Task brief
Only one number is expected here, namely how many lines of the entries below hold the string "trim".

Saved entries
// Model exports
pub mod domain;
pub mod requests;
pub mod responses;

pub use domain::{Criterion, FeatureScoreSet, Listing, MatchResult};
pub use requests::{PreferenceError, UserPreferences, DEFAULT_WEIGHT};
pub use responses::{ErrorResponse, HealthResponse, MatchResponse, ServiceInfo};
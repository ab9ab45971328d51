use crate::models::Listing;
use serde::Deserialize;
use std::path::{Path, PathBuf};
use thiserror::Error;

/// Errors that can occur while reading a catalog snapshot
#[derive(Debug, Error)]
pub enum CatalogError {
    #[error("Catalog file not found: {0}")]
    NotFound(PathBuf),

    #[error("IO error: {0}")]
    Io(#[from] std::io::Error),

    #[error("CSV error: {0}")]
    Csv(#[from] csv::Error),
}

/// Source of catalog snapshots
///
/// Each call returns a complete, already-coerced list of listings. The
/// scoring engine only ever sees the returned snapshot.
pub trait CatalogProvider: Send + Sync {
    fn snapshot(&self) -> Result<Vec<Listing>, CatalogError>;

    /// Human-readable origin of the catalog, used in logs
    fn source(&self) -> String;
}

/// Fixed in-memory catalog
#[derive(Debug, Clone, Default)]
pub struct StaticCatalog {
    listings: Vec<Listing>,
}

impl StaticCatalog {
    pub fn new(listings: Vec<Listing>) -> Self {
        Self { listings }
    }
}

impl CatalogProvider for StaticCatalog {
    fn snapshot(&self) -> Result<Vec<Listing>, CatalogError> {
        Ok(self.listings.clone())
    }

    fn source(&self) -> String {
        format!("static ({} listings)", self.listings.len())
    }
}

/// Flat-file catalog, re-read on every snapshot
#[derive(Debug, Clone)]
pub struct CsvCatalog {
    path: PathBuf,
}

impl CsvCatalog {
    pub fn new<P: AsRef<Path>>(path: P) -> Self {
        Self {
            path: path.as_ref().to_path_buf(),
        }
    }

    /// Parse listings from any CSV reader
    ///
    /// Records that cannot be decoded are skipped so one bad row does not
    /// abort the rest of the catalog.
    pub fn parse<R: std::io::Read>(reader: R) -> Result<Vec<Listing>, CatalogError> {
        let mut reader = csv::ReaderBuilder::new()
            .flexible(true)
            .trim(csv::Trim::Headers)
            .from_reader(reader);

        // Header problems are fatal, row problems are not
        reader.headers()?;

        let mut listings = Vec::new();
        for (row, record) in reader.deserialize::<CatalogRow>().enumerate() {
            match record {
                Ok(raw) => listings.push(raw.into_listing(row)),
                Err(e) => tracing::warn!("Skipping catalog row {}: {}", row + 1, e),
            }
        }

        Ok(listings)
    }
}

impl CatalogProvider for CsvCatalog {
    fn snapshot(&self) -> Result<Vec<Listing>, CatalogError> {
        if !self.path.exists() {
            return Err(CatalogError::NotFound(self.path.clone()));
        }

        let file = std::fs::File::open(&self.path)?;
        let listings = Self::parse(file)?;

        tracing::debug!("Loaded {} listings from {}", listings.len(), self.path.display());
        Ok(listings)
    }

    fn source(&self) -> String {
        self.path.display().to_string()
    }
}

/// One raw CSV record, every column optional and untyped
#[derive(Debug, Default, Deserialize)]
#[serde(default)]
struct CatalogRow {
    #[serde(rename = "Property_Name")]
    name: Option<String>,
    #[serde(rename = "Property Title")]
    title: Option<String>,
    #[serde(rename = "Price")]
    price: Option<String>,
    #[serde(rename = "Location")]
    location: Option<String>,
    #[serde(rename = "Total_Area(SQFT)")]
    area_sqft: Option<String>,
    #[serde(rename = "Price_per_SQFT")]
    price_per_sqft: Option<String>,
    #[serde(rename = "Description")]
    description: Option<String>,
    #[serde(rename = "Total_Rooms")]
    total_rooms: Option<String>,
    #[serde(rename = "Balcony")]
    balcony: Option<String>,
    city: Option<String>,
    property_type: Option<String>,
    #[serde(rename = "BHK")]
    bhk: Option<String>,
}

impl CatalogRow {
    fn into_listing(self, row: usize) -> Listing {
        let number = |field: &str, value: Option<String>| coerce_number(row, field, value);

        Listing {
            price: number("Price", self.price),
            area_sqft: number("Total_Area(SQFT)", self.area_sqft),
            price_per_sqft: number("Price_per_SQFT", self.price_per_sqft),
            total_rooms: number("Total_Rooms", self.total_rooms),
            bhk: number("BHK", self.bhk),
            name: self.name.unwrap_or_default(),
            title: self.title.unwrap_or_default(),
            location: self.location.unwrap_or_default(),
            description: self.description.unwrap_or_default(),
            balcony: self.balcony.unwrap_or_default(),
            city: self.city.unwrap_or_default(),
            property_type: self.property_type.unwrap_or_default(),
        }
    }
}

/// Parse a numeric field, falling back to 0 for anything missing or malformed
fn coerce_number(row: usize, field: &str, value: Option<String>) -> f64 {
    let Some(raw) = value else {
        return 0.0;
    };

    match raw.trim().parse::<f64>() {
        Ok(n) if n.is_finite() => n,
        _ => {
            if !raw.trim().is_empty() {
                tracing::debug!("Row {}: {} value {:?} is not numeric, using 0", row + 1, field, raw);
            }
            0.0
        }
    }
}
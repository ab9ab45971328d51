use actix_cors::Cors;
use actix_web::{web, App, HttpServer, HttpResponse, middleware, error, http::StatusCode};
use neighborfit_algo::config::Settings;
use neighborfit_algo::core::Matcher;
use neighborfit_algo::models::ErrorResponse;
use neighborfit_algo::routes::{self, matches::AppState};
use neighborfit_algo::services::{CatalogProvider, CsvCatalog};
use std::sync::Arc;
use tracing::{info, error};
use tracing_subscriber::EnvFilter;

/// JSON error response for JSON payload errors
#[derive(Debug)]
pub struct JsonError(ErrorResponse);

impl std::fmt::Display for JsonError {
    fn fmt(&self, f: &mut std::fmt::Formatter<'_>) -> std::fmt::Result {
        write!(f, "{}: {}", self.0.error, self.0.message)
    }
}

impl std::error::Error for JsonError {}

impl error::ResponseError for JsonError {
    fn error_response(&self) -> HttpResponse {
        HttpResponse::build(StatusCode::from_u16(self.0.status_code).unwrap_or(StatusCode::BAD_REQUEST))
            .json(&self.0)
    }
}

/// Handle JSON payload errors
pub fn handle_json_payload_error(err: error::JsonPayloadError, req: &actix_web::HttpRequest) -> actix_web::Error {
    tracing::info!("JSON payload error on {}: {}", req.path(), err);
    JsonError(ErrorResponse {
        error: "invalid_json".to_string(),
        message: format!("Invalid JSON: {}", err),
        status_code: 400,
    })
    .into()
}

fn init_logging(level: &str, format: &str) {
    // RUST_LOG wins over the configured level
    let filter = EnvFilter::try_from_default_env().unwrap_or_else(|_| EnvFilter::new(level));

    let subscriber = tracing_subscriber::fmt()
        .with_env_filter(filter)
        .with_target(false)
        .with_level(true);

    if format == "pretty" {
        subscriber.pretty().init();
    } else {
        subscriber.json().init();
    }
}

#[actix_web::main]
async fn main() -> std::io::Result<()> {
    // Load .env file if present
    dotenv::dotenv().ok();

    let settings = match Settings::load() {
        Ok(settings) => settings,
        Err(e) => {
            eprintln!("Configuration error: {}", e);
            return Err(std::io::Error::new(std::io::ErrorKind::InvalidInput, e.to_string()));
        }
    };

    init_logging(&settings.logging.level, &settings.logging.format);

    info!("Starting NeighborFit matching service...");

    let catalog = CsvCatalog::new(&settings.catalog.path);
    match catalog.snapshot() {
        Ok(listings) => info!("Catalog {} has {} listings", catalog.source(), listings.len()),
        // Served anyway; the catalog is re-read on every request
        Err(e) => error!("Catalog {} is not readable yet: {}", catalog.source(), e),
    }

    let matcher = Matcher::new(settings.matching.top_k);

    info!("Matcher initialized (top {})", matcher.top_k());

    let app_state = AppState {
        catalog: Arc::new(catalog),
        matcher,
    };

    let host = settings.server.host.clone();
    let port = settings.server.port;
    let workers = settings.server.workers.unwrap_or(4);

    info!("Starting HTTP server on {}:{}", host, port);

    HttpServer::new(move || {
        let cors = Cors::permissive();

        App::new()
            .app_data(web::Data::new(app_state.clone()))
            .app_data(web::JsonConfig::default().error_handler(handle_json_payload_error))
            .wrap(cors)
            .wrap(middleware::Logger::default())
            .wrap(middleware::Compress::default())
            .configure(routes::configure_routes)
    })
    .workers(workers)
    .bind((host, port))?
    .run()
    .await
}
use serde::{Deserialize, Serialize};
use std::fmt;

/// One row of the property catalog
///
/// Numeric fields are already coerced by the catalog provider: anything that
/// failed to parse is 0, and a missing description is the empty string.
#[derive(Debug, Clone, Default, PartialEq, Serialize, Deserialize)]
pub struct Listing {
    #[serde(rename = "Property_Name")]
    pub name: String,
    #[serde(rename = "Property_Title")]
    pub title: String,
    #[serde(rename = "Price")]
    pub price: f64,
    #[serde(rename = "Location")]
    pub location: String,
    #[serde(rename = "Total_Area(SQFT)")]
    pub area_sqft: f64,
    #[serde(rename = "Price_per_SQFT")]
    pub price_per_sqft: f64,
    #[serde(rename = "Description")]
    pub description: String,
    #[serde(rename = "Total_Rooms")]
    pub total_rooms: f64,
    #[serde(rename = "Balcony")]
    pub balcony: String,
    pub city: String,
    pub property_type: String,
    #[serde(rename = "BHK")]
    pub bhk: f64,
}

/// The six buyer priorities, in declaration order
#[derive(Debug, Clone, Copy, PartialEq, Eq, Hash, Serialize, Deserialize)]
#[serde(rename_all = "lowercase")]
pub enum Criterion {
    Safety,
    Affordability,
    Cleanliness,
    Commute,
    Greenery,
    Nightlife,
}

impl Criterion {
    /// All criteria in declaration order. Tie-breaks everywhere rely on this order.
    pub const ALL: [Criterion; 6] = [
        Criterion::Safety,
        Criterion::Affordability,
        Criterion::Cleanliness,
        Criterion::Commute,
        Criterion::Greenery,
        Criterion::Nightlife,
    ];

    /// Key used in the request body and the keyword dictionary
    pub fn key(self) -> &'static str {
        match self {
            Criterion::Safety => "safety",
            Criterion::Affordability => "affordability",
            Criterion::Cleanliness => "cleanliness",
            Criterion::Commute => "commute",
            Criterion::Greenery => "greenery",
            Criterion::Nightlife => "nightlife",
        }
    }

    /// Capitalized name used in explanations
    pub fn label(self) -> &'static str {
        match self {
            Criterion::Safety => "Safety",
            Criterion::Affordability => "Affordability",
            Criterion::Cleanliness => "Cleanliness",
            Criterion::Commute => "Commute",
            Criterion::Greenery => "Greenery",
            Criterion::Nightlife => "Nightlife",
        }
    }

    fn index(self) -> usize {
        self as usize
    }
}

impl fmt::Display for Criterion {
    fn fmt(&self, f: &mut fmt::Formatter<'_>) -> fmt::Result {
        f.write_str(self.key())
    }
}

/// Per-criterion scores for one listing, each in [1, 5]
#[derive(Debug, Clone, Copy, PartialEq, Eq)]
pub struct FeatureScoreSet {
    scores: [u8; 6],
}

impl FeatureScoreSet {
    pub const MIN: u8 = 1;
    pub const MAX: u8 = 5;

    /// Build a score set from a per-criterion scoring function, clamping every value
    pub fn from_fn(mut score: impl FnMut(Criterion) -> u8) -> Self {
        let mut scores = [Self::MIN; 6];
        for criterion in Criterion::ALL {
            scores[criterion.index()] = score(criterion).clamp(Self::MIN, Self::MAX);
        }
        Self { scores }
    }

    pub fn get(&self, criterion: Criterion) -> u8 {
        self.scores[criterion.index()]
    }
}

/// Scored listing returned to the caller
#[derive(Debug, Clone, PartialEq, Serialize, Deserialize)]
pub struct MatchResult {
    #[serde(rename = "Property_Name")]
    pub name: String,
    #[serde(rename = "Property_Title")]
    pub title: String,
    #[serde(rename = "Price")]
    pub price: f64,
    #[serde(rename = "Location")]
    pub location: String,
    #[serde(rename = "Total_Area(SQFT)")]
    pub area_sqft: f64,
    #[serde(rename = "Description")]
    pub description: String,
    #[serde(rename = "BHK")]
    pub bhk: f64,
    pub property_type: String,
    #[serde(rename = "matchScore")]
    pub match_score: f64,
    #[serde(rename = "why")]
    pub explanation: String,
}

impl MatchResult {
    pub fn new(listing: &Listing, match_score: f64, explanation: String) -> Self {
        Self {
            name: listing.name.clone(),
            title: listing.title.clone(),
            price: listing.price,
            location: listing.location.clone(),
            area_sqft: listing.area_sqft,
            description: listing.description.clone(),
            bhk: listing.bhk,
            property_type: listing.property_type.clone(),
            match_score,
            explanation,
        }
    }
}
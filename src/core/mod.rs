// Core algorithm exports
pub mod analytics;
pub mod explain;
pub mod keywords;
pub mod matcher;
pub mod scoring;

pub use analytics::{summarize, CatalogSummary, CityCount};
pub use explain::{explain, ranked_priorities};
pub use keywords::{infer_score, FEATURE_KEYWORDS};
pub use matcher::{Matcher, DEFAULT_TOP_K};
pub use scoring::{compute_match, normalized_weights, score_criterion, score_listing, vibe_score, MatchScore};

Result of this exercise
3